• **PROBLEM TO WORK ON**
Whenever a line in the data holds the string "EocAction", copy that line.

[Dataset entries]
::::::

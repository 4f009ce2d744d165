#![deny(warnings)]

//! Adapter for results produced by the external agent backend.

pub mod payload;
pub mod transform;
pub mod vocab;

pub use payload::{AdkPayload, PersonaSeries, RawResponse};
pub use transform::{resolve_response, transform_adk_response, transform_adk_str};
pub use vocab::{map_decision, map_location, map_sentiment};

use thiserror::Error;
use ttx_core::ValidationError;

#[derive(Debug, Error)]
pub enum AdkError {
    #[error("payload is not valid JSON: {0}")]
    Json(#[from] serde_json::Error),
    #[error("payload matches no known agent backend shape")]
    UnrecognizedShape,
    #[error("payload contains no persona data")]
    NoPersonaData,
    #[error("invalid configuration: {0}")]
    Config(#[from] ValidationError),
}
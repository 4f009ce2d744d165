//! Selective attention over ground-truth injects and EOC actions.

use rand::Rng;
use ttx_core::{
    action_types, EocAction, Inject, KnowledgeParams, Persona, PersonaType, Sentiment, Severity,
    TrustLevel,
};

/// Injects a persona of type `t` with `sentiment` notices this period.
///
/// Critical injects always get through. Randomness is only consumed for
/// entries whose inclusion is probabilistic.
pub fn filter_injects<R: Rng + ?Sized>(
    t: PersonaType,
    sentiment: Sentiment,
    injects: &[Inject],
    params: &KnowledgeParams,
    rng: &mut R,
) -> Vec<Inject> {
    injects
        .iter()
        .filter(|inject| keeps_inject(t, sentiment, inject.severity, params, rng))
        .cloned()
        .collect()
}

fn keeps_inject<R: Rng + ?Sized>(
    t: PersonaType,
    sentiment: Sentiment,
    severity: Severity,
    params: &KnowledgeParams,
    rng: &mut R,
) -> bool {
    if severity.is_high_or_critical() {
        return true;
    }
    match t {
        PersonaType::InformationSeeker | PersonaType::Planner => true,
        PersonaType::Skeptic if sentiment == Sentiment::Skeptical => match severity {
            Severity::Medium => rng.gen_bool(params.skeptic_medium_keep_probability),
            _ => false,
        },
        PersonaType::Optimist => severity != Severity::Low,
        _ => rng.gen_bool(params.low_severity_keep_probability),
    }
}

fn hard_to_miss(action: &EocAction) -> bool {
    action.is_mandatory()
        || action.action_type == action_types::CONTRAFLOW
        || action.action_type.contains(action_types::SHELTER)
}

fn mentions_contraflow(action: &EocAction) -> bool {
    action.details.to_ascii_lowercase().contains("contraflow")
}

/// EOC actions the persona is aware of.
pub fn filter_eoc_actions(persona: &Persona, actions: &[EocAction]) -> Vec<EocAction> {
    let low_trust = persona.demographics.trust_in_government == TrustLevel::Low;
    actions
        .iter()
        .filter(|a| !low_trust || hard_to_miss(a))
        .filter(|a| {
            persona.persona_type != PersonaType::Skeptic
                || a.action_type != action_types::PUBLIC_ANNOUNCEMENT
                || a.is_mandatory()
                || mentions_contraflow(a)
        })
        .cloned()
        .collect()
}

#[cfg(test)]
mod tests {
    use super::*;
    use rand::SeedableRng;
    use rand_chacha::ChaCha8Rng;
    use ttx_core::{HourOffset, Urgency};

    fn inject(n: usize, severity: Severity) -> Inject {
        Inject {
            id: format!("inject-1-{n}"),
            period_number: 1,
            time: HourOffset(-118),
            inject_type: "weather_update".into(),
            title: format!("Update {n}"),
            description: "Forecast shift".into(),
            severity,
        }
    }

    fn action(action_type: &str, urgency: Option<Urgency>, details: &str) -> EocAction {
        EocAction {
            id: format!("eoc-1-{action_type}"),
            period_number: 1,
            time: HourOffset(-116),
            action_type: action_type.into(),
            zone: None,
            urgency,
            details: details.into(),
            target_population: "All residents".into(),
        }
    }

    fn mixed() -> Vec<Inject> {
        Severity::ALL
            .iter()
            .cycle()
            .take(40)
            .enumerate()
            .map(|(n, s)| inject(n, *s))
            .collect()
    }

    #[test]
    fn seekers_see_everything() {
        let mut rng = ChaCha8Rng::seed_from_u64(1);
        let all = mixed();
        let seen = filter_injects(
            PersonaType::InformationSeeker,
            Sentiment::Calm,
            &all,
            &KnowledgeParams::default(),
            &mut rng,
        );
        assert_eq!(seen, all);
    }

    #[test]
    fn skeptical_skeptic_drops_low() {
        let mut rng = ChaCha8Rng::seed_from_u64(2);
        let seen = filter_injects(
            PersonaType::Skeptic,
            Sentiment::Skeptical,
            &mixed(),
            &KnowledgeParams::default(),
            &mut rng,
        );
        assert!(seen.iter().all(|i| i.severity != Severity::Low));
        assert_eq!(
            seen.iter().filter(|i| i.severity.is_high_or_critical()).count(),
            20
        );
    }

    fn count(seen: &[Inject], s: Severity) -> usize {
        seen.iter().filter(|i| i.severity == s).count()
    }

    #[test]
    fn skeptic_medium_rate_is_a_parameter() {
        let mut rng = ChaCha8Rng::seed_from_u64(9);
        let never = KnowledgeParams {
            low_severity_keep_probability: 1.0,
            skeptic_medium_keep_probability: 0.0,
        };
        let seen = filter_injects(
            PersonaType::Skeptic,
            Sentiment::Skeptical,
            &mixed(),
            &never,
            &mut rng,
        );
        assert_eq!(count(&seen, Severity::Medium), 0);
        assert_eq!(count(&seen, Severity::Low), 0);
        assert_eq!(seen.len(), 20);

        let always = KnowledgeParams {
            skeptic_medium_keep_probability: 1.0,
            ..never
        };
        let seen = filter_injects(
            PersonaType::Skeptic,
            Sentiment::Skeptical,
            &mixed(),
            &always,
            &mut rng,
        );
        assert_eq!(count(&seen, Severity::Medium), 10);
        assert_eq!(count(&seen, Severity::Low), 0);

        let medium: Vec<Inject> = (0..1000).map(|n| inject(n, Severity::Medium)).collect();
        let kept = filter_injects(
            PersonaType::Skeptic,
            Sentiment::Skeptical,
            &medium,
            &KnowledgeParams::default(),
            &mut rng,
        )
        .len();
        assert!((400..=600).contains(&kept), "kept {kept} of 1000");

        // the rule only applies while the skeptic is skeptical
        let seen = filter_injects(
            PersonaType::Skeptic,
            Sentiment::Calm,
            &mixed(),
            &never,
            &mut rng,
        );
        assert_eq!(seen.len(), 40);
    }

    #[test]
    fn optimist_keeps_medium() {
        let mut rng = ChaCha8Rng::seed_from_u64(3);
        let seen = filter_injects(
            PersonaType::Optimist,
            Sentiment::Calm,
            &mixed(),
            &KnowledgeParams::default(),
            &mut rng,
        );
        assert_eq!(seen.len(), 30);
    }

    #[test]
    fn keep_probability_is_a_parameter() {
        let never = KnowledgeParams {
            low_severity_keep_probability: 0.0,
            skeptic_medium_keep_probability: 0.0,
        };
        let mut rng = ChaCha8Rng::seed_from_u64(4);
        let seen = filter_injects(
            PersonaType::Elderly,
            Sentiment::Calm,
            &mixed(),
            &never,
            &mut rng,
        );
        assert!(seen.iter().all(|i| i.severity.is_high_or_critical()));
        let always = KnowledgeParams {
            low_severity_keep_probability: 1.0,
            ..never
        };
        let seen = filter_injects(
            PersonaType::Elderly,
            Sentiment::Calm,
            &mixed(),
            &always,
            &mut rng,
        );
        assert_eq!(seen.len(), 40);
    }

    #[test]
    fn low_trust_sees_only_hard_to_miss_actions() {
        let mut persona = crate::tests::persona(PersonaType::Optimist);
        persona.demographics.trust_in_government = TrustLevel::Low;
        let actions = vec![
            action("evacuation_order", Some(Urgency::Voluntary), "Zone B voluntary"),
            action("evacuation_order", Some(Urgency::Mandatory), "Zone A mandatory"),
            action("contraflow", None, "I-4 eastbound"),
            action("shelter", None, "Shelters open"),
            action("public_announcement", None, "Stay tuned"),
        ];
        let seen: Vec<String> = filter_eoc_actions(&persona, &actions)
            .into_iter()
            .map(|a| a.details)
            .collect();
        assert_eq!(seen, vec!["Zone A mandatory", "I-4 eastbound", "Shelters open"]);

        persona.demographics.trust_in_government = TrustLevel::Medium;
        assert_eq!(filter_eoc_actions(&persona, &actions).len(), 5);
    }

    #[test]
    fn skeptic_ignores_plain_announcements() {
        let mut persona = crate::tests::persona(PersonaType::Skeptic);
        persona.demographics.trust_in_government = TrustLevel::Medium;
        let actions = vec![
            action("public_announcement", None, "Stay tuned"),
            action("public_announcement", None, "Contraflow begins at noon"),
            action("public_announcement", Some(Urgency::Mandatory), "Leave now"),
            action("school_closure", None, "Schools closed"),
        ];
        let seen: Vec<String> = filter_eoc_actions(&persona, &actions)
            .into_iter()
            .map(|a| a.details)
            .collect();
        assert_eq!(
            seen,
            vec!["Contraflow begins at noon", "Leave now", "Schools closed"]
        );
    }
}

::::::

• **REPLY TO THE TASK**
    action_types, EocAction, Inject, KnowledgeParams, Persona, PersonaType, Sentiment, Severity,
fn hard_to_miss(action: &EocAction) -> bool {
fn mentions_contraflow(action: &EocAction) -> bool {
pub fn filter_eoc_actions(persona: &Persona, actions: &[EocAction]) -> Vec<EocAction> {
    fn action(action_type: &str, urgency: Option<Urgency>, details: &str) -> EocAction {
        EocAction {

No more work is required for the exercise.